Task requirements:
Exact reproduction required: the lines below from the line with "use crate::ClientError;" to the line with "use std::fmt;", both ends included, and no others.

Dataset entries
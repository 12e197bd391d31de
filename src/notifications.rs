//! User-facing notifications.
//!
//! Every error in the session and API layers ends up as a dismissible,
//! auto-hiding notification; none of them crash the running app.

use chrono::Duration;

use crate::ClientError;
use crate::config::NotificationConfig;

#[derive(Debug, Clone, Copy, PartialEq, Eq)]
pub enum Severity {
    Success,
    Info,
    Warning,
    Error,
}

#[derive(Debug, Clone, PartialEq)]
pub struct Notification {
    pub severity: Severity,
    pub message: String,
    /// How long the notification stays before hiding itself.
    pub auto_hide: Duration,
}

impl Notification {
    pub fn new(severity: Severity, message: impl Into<String>, config: &NotificationConfig) -> Self {
        Self {
            severity,
            message: message.into(),
            auto_hide: config.auto_hide,
        }
    }

    pub fn success(message: impl Into<String>, config: &NotificationConfig) -> Self {
        Self::new(Severity::Success, message, config)
    }

    pub fn from_error(error: &ClientError, config: &NotificationConfig) -> Self {
        Self::new(Severity::Error, error.user_message(), config)
    }

    /// Notification shown when a session refresh fails.
    pub fn refresh_failed(error: &ClientError, config: &NotificationConfig) -> Self {
        let message = match error {
            ClientError::Api { message, .. } => message.clone(),
            ClientError::RefreshTimeout | ClientError::Unreachable(_) => error.user_message(),
            _ => "No se pudo extender la sesión".to_owned(),
        };
        Self::new(Severity::Error, message, config)
    }
}
pub mod actions;
pub mod api;
pub mod audit_program;
pub mod authz;
pub mod config;
pub mod events;
pub mod jwt;
pub mod notifications;
pub mod secret;
pub mod session;
pub mod storage;

pub use actions::{LoadProfileAction, LoginAction, LogoutAction, RefreshSessionAction};
pub use api::{ApiClient, AuthApi, Credentials, Envelope, Profile, StatusMessages};
pub use audit_program::{AuditProgram, PhaseStatus, ProgramStatus, StatusColor, status_color};
pub use authz::{PermissionSet, has_all};
pub use config::{ApiConfig, ClientConfig, NotificationConfig, SessionTiming};
pub use events::{SessionEvent, register_event_listeners};
pub use notifications::{Notification, Severity};
pub use secret::SecretString;
pub use session::{MonitorHandle, SessionContext, SessionMonitor, SessionState};
pub use storage::{FileSessionStorage, InMemorySessionStorage, SessionStorage};

#[cfg(any(test, feature = "mocks"))]
pub use api::MockAuthApi;

use std::fmt;

/// Message shown when the backend cannot be reached at all.
pub const UNREACHABLE_MESSAGE: &str = "No se pudo conectar con el servidor";

#[derive(Debug, Clone, PartialEq)]
pub enum ClientError {
    TokenMissing,
    TokenInvalid,
    TokenExpired,
    RefreshTimeout,
    Api { status: u16, message: String },
    Unreachable(String),
    Request(String),
    Serialization(String),
    Storage(String),
    ConfigurationError(String),
}

impl ClientError {
    /// Text surfaced to the user in a notification.
    ///
    /// Mapped API errors use their localized message, unreachable servers get a
    /// fixed generic message, everything else shows its raw text.
    pub fn user_message(&self) -> String {
        match self {
            ClientError::Api { message, .. } => message.clone(),
            ClientError::Unreachable(_) => UNREACHABLE_MESSAGE.to_owned(),
            ClientError::RefreshTimeout => "No se pudo extender la sesión a tiempo".to_owned(),
            other => other.to_string(),
        }
    }

    /// Returns the HTTP status for errors that came back from the backend.
    pub fn status(&self) -> Option<u16> {
        match self {
            ClientError::Api { status, .. } => Some(*status),
            _ => None,
        }
    }
}

impl std::error::Error for ClientError {}

impl fmt::Display for ClientError {
    fn fmt(&self, f: &mut fmt::Formatter<'_>) -> fmt::Result {
        match self {
            ClientError::TokenMissing => write!(f, "No active session token"),
            ClientError::TokenInvalid => write!(f, "Invalid token"),
            ClientError::TokenExpired => write!(f, "Token has expired"),
            ClientError::RefreshTimeout => write!(f, "Session refresh timed out"),
            ClientError::Api { status, message } => write!(f, "{message} (HTTP {status})"),
            ClientError::Unreachable(msg) => write!(f, "Server unreachable: {msg}"),
            ClientError::Request(msg) => write!(f, "{msg}"),
            ClientError::Serialization(msg) => write!(f, "Serialization error: {msg}"),
            ClientError::Storage(msg) => write!(f, "Storage error: {msg}"),
            ClientError::ConfigurationError(msg) => write!(f, "Configuration error: {msg}"),
        }
    }
}

#[cfg(test)]
mod tests {
    use super::*;

    #[test]
    fn test_user_message_for_api_error_uses_mapped_text() {
        let err = ClientError::Api {
            status: 404,
            message: "No se encontró el riesgo".to_owned(),
        };
        assert_eq!(err.user_message(), "No se encontró el riesgo");
        assert_eq!(err.status(), Some(404));
    }

    #[test]
    fn test_user_message_for_unreachable_is_generic() {
        let err = ClientError::Unreachable("connection refused".to_owned());
        assert_eq!(err.user_message(), UNREACHABLE_MESSAGE);
        assert_eq!(err.status(), None);
    }

    #[test]
    fn test_user_message_for_other_errors_is_raw() {
        let err = ClientError::Request("builder error".to_owned());
        assert_eq!(err.user_message(), "builder error");
    }
}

Task output:
use crate::ClientError;
use crate::config::NotificationConfig;

#[derive(Debug, Clone, Copy, PartialEq, Eq)]
pub enum Severity {
    Success,
    Info,
    Warning,
    Error,
}

#[derive(Debug, Clone, PartialEq)]
pub struct Notification {
    pub severity: Severity,
    pub message: String,
    /// How long the notification stays before hiding itself.
    pub auto_hide: Duration,
}

impl Notification {
    pub fn new(severity: Severity, message: impl Into<String>, config: &NotificationConfig) -> Self {
        Self {
            severity,
            message: message.into(),
            auto_hide: config.auto_hide,
        }
    }

    pub fn success(message: impl Into<String>, config: &NotificationConfig) -> Self {
        Self::new(Severity::Success, message, config)
    }

    pub fn from_error(error: &ClientError, config: &NotificationConfig) -> Self {
        Self::new(Severity::Error, error.user_message(), config)
    }

    /// Notification shown when a session refresh fails.
    pub fn refresh_failed(error: &ClientError, config: &NotificationConfig) -> Self {
        let message = match error {
            ClientError::Api { message, .. } => message.clone(),
            ClientError::RefreshTimeout | ClientError::Unreachable(_) => error.user_message(),
            _ => "No se pudo extender la sesión".to_owned(),
        };
        Self::new(Severity::Error, message, config)
    }
}
pub mod actions;
pub mod api;
pub mod audit_program;
pub mod authz;
pub mod config;
pub mod events;
pub mod jwt;
pub mod notifications;
pub mod secret;
pub mod session;
pub mod storage;

pub use actions::{LoadProfileAction, LoginAction, LogoutAction, RefreshSessionAction};
pub use api::{ApiClient, AuthApi, Credentials, Envelope, Profile, StatusMessages};
pub use audit_program::{AuditProgram, PhaseStatus, ProgramStatus, StatusColor, status_color};
pub use authz::{PermissionSet, has_all};
pub use config::{ApiConfig, ClientConfig, NotificationConfig, SessionTiming};
pub use events::{SessionEvent, register_event_listeners};
pub use notifications::{Notification, Severity};
pub use secret::SecretString;
pub use session::{MonitorHandle, SessionContext, SessionMonitor, SessionState};
pub use storage::{FileSessionStorage, InMemorySessionStorage, SessionStorage};

#[cfg(any(test, feature = "mocks"))]
pub use api::MockAuthApi;

use std::fmt;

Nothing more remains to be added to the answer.